To do:
Print the data that follows exactly.

━━━━

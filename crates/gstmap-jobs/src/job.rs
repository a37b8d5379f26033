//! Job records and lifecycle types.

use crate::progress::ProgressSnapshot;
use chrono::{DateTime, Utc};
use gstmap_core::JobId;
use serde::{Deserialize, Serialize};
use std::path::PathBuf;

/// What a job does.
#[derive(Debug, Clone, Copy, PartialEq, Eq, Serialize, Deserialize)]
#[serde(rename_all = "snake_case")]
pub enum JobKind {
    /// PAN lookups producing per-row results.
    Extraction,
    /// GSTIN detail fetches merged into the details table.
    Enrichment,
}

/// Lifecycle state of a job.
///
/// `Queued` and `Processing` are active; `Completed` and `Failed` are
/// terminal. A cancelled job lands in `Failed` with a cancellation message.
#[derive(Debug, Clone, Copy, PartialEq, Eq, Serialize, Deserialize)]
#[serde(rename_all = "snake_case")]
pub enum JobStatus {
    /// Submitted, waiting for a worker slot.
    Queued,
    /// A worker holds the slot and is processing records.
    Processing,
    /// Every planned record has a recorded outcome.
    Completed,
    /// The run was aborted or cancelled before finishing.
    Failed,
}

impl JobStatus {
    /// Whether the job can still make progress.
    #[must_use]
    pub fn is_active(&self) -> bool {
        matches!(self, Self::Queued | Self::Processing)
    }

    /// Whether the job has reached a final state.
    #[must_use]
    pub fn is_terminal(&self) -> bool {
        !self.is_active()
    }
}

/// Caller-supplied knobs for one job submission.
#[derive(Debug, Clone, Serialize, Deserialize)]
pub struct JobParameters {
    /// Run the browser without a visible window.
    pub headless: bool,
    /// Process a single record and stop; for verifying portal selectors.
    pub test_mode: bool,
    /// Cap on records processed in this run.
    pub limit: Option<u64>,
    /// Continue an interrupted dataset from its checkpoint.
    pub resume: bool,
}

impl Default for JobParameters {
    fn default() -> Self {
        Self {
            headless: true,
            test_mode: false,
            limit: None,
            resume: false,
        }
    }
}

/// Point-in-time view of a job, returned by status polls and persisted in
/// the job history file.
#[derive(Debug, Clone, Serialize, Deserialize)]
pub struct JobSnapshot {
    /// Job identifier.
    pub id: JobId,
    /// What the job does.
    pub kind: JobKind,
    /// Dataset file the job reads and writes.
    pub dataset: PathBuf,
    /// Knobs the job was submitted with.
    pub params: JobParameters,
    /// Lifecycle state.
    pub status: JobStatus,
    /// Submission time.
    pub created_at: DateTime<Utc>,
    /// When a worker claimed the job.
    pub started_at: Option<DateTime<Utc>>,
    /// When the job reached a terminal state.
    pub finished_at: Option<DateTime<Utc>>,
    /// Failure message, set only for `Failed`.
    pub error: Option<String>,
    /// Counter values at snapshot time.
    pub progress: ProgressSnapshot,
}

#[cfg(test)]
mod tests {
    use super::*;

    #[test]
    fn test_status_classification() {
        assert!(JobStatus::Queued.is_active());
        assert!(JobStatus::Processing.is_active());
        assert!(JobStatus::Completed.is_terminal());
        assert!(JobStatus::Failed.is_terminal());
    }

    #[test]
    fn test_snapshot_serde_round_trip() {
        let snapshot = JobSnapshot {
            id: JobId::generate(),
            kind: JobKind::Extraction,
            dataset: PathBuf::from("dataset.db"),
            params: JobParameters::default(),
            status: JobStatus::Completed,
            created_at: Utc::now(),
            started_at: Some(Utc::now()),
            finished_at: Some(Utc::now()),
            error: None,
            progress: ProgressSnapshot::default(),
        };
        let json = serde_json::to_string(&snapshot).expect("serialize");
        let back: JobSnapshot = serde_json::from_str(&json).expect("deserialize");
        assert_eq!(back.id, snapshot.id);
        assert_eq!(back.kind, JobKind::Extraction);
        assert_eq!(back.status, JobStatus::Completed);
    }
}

━━━━

Response to this task:
filename crates/gstmap-jobs/src/job.rs
repository a37b8d5379f26033
//! Job records and lifecycle types.

use crate::progress::ProgressSnapshot;
use chrono::{DateTime, Utc};
use gstmap_core::JobId;
use serde::{Deserialize, Serialize};
use std::path::PathBuf;

/// What a job does.
#[derive(Debug, Clone, Copy, PartialEq, Eq, Serialize, Deserialize)]
#[serde(rename_all = "snake_case")]
pub enum JobKind {
    /// PAN lookups producing per-row results.
    Extraction,
    /// GSTIN detail fetches merged into the details table.
    Enrichment,
}

/// Lifecycle state of a job.
///
/// `Queued` and `Processing` are active; `Completed` and `Failed` are
/// terminal. A cancelled job lands in `Failed` with a cancellation message.
#[derive(Debug, Clone, Copy, PartialEq, Eq, Serialize, Deserialize)]
#[serde(rename_all = "snake_case")]
pub enum JobStatus {
    /// Submitted, waiting for a worker slot.
    Queued,
    /// A worker holds the slot and is processing records.
    Processing,
    /// Every planned record has a recorded outcome.
    Completed,
    /// The run was aborted or cancelled before finishing.
    Failed,
}

impl JobStatus {
    /// Whether the job can still make progress.
    #[must_use]
    pub fn is_active(&self) -> bool {
        matches!(self, Self::Queued | Self::Processing)
    }

    /// Whether the job has reached a final state.
    #[must_use]
    pub fn is_terminal(&self) -> bool {
        !self.is_active()
    }
}

/// Caller-supplied knobs for one job submission.
#[derive(Debug, Clone, Serialize, Deserialize)]
pub struct JobParameters {
    /// Run the browser without a visible window.
    pub headless: bool,
    /// Process a single record and stop; for verifying portal selectors.
    pub test_mode: bool,
    /// Cap on records processed in this run.
    pub limit: Option<u64>,
    /// Continue an interrupted dataset from its checkpoint.
    pub resume: bool,
}

impl Default for JobParameters {
    fn default() -> Self {
        Self {
            headless: true,
            test_mode: false,
            limit: None,
            resume: false,
        }
    }
}

/// Point-in-time view of a job, returned by status polls and persisted in
/// the job history file.
#[derive(Debug, Clone, Serialize, Deserialize)]
pub struct JobSnapshot {
    /// Job identifier.
    pub id: JobId,
    /// What the job does.
    pub kind: JobKind,
    /// Dataset file the job reads and writes.
    pub dataset: PathBuf,
    /// Knobs the job was submitted with.
    pub params: JobParameters,
    /// Lifecycle state.
    pub status: JobStatus,
    /// Submission time.
    pub created_at: DateTime<Utc>,
    /// When a worker claimed the job.
    pub started_at: Option<DateTime<Utc>>,
    /// When the job reached a terminal state.
    pub finished_at: Option<DateTime<Utc>>,
    /// Failure message, set only for `Failed`.
    pub error: Option<String>,
    /// Counter values at snapshot time.
    pub progress: ProgressSnapshot,
}

#[cfg(test)]
mod tests {
    use super::*;

    #[test]
    fn test_status_classification() {
        assert!(JobStatus::Queued.is_active());
        assert!(JobStatus::Processing.is_active());
        assert!(JobStatus::Completed.is_terminal());
        assert!(JobStatus::Failed.is_terminal());
    }

    #[test]
    fn test_snapshot_serde_round_trip() {
        let snapshot = JobSnapshot {
            id: JobId::generate(),
            kind: JobKind::Extraction,
            dataset: PathBuf::from("dataset.db"),
            params: JobParameters::default(),
            status: JobStatus::Completed,
            created_at: Utc::now(),
            started_at: Some(Utc::now()),
            finished_at: Some(Utc::now()),
            error: None,
            progress: ProgressSnapshot::default(),
        };
        let json = serde_json::to_string(&snapshot).expect("serialize");
        let back: JobSnapshot = serde_json::from_str(&json).expect("deserialize");
        assert_eq!(back.id, snapshot.id);
        assert_eq!(back.kind, JobKind::Extraction);
        assert_eq!(back.status, JobStatus::Completed);
    }
}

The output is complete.